(RECORDS FOR THIS EXERCISE)
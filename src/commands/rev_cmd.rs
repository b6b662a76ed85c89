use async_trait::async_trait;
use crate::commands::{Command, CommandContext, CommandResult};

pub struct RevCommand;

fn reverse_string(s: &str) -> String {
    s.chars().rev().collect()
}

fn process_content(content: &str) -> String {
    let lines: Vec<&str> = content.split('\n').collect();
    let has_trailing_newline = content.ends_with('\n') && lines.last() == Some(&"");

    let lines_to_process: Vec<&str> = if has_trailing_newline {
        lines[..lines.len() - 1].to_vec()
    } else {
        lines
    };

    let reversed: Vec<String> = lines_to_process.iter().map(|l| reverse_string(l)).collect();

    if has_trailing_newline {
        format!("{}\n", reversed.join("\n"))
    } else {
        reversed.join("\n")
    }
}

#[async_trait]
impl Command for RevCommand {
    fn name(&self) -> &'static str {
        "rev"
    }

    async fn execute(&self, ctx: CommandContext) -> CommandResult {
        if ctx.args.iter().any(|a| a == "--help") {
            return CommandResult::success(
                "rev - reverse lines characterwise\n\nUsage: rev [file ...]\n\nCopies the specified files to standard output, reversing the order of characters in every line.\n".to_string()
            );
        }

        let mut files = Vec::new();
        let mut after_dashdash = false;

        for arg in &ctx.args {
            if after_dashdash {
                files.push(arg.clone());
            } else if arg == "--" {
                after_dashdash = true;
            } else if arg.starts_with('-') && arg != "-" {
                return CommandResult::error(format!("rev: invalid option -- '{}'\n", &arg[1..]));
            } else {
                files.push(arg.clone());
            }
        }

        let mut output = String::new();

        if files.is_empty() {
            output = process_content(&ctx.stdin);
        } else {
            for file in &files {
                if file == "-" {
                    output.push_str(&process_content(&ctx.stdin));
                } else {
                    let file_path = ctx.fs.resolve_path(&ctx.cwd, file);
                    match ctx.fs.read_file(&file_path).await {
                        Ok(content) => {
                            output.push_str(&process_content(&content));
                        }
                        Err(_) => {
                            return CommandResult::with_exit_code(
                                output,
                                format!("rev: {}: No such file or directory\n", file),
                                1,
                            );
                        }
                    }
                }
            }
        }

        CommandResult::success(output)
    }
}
(End RECORDS FOR THIS EXERCISE)
(RECORDS FOR THIS EXERCISE)
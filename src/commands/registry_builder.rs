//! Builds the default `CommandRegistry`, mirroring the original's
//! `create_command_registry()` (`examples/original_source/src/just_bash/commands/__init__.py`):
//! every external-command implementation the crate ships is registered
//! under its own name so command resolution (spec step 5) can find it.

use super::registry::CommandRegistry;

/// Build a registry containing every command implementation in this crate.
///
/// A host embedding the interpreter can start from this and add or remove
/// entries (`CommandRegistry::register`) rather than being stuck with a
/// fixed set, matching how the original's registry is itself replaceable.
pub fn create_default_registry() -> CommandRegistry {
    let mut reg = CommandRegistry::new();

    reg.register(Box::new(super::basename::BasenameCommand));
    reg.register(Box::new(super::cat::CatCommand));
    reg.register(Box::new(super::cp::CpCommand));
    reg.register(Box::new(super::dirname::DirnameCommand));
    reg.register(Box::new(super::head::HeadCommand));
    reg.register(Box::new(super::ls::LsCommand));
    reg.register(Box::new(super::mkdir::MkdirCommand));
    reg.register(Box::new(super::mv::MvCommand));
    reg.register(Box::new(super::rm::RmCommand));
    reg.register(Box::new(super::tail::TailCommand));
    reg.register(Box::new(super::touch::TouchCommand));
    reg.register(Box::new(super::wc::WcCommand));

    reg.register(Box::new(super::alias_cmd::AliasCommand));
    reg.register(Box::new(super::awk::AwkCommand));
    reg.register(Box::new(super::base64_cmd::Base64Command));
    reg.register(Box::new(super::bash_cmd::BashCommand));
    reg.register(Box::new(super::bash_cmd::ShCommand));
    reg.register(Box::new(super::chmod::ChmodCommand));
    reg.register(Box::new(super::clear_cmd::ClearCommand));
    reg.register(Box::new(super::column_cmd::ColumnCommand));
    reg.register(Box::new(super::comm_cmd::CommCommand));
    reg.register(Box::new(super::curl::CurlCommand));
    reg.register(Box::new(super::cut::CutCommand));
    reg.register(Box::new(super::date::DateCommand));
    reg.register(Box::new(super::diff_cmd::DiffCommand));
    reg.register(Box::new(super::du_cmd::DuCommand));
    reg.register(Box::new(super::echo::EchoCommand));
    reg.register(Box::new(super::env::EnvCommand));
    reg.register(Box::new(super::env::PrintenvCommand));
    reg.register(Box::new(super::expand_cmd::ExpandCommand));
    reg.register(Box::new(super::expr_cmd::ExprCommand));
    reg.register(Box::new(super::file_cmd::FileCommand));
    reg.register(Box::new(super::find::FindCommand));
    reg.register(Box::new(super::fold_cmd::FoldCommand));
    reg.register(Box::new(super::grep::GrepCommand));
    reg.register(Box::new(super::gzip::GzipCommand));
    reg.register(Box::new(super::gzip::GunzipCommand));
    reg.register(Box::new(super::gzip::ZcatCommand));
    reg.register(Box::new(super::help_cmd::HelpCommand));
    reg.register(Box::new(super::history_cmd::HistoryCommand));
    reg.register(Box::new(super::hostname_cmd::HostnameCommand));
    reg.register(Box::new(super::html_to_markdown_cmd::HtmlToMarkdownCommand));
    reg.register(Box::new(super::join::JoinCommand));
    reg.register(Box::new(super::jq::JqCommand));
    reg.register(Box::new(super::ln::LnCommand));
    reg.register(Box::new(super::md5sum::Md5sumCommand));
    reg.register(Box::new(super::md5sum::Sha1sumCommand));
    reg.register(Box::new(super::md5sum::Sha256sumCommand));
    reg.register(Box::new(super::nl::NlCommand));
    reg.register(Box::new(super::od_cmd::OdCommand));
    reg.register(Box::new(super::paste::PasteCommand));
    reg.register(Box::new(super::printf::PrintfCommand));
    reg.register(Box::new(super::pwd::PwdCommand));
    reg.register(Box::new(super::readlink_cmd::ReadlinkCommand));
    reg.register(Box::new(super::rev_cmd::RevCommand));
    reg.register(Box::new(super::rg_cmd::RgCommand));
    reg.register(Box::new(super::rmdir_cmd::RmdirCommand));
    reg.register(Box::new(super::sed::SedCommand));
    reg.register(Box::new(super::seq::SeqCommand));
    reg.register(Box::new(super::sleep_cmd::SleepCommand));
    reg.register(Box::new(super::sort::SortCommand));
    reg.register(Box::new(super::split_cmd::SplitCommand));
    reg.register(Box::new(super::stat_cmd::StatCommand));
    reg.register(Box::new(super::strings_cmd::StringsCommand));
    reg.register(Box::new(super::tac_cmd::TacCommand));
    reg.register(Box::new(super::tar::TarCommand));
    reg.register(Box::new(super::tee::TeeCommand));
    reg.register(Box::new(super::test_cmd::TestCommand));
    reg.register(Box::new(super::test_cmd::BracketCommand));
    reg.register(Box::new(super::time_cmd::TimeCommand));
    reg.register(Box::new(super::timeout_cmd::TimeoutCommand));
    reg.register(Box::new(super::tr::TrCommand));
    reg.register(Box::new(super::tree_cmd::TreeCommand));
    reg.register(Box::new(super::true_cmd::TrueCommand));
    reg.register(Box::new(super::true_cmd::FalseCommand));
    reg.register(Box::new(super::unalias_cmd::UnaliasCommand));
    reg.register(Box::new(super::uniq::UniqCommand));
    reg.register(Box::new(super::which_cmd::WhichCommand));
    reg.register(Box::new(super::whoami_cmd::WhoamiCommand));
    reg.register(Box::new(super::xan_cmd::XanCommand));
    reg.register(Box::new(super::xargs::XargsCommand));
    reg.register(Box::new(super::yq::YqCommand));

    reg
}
(End RECORDS FOR THIS EXERCISE)
WHAT IS BEING ASKED:
Search term "success": return each line of the data that contains it.

SOLUTION TO THIS TASK:
            return CommandResult::success(
        CommandResult::success(output)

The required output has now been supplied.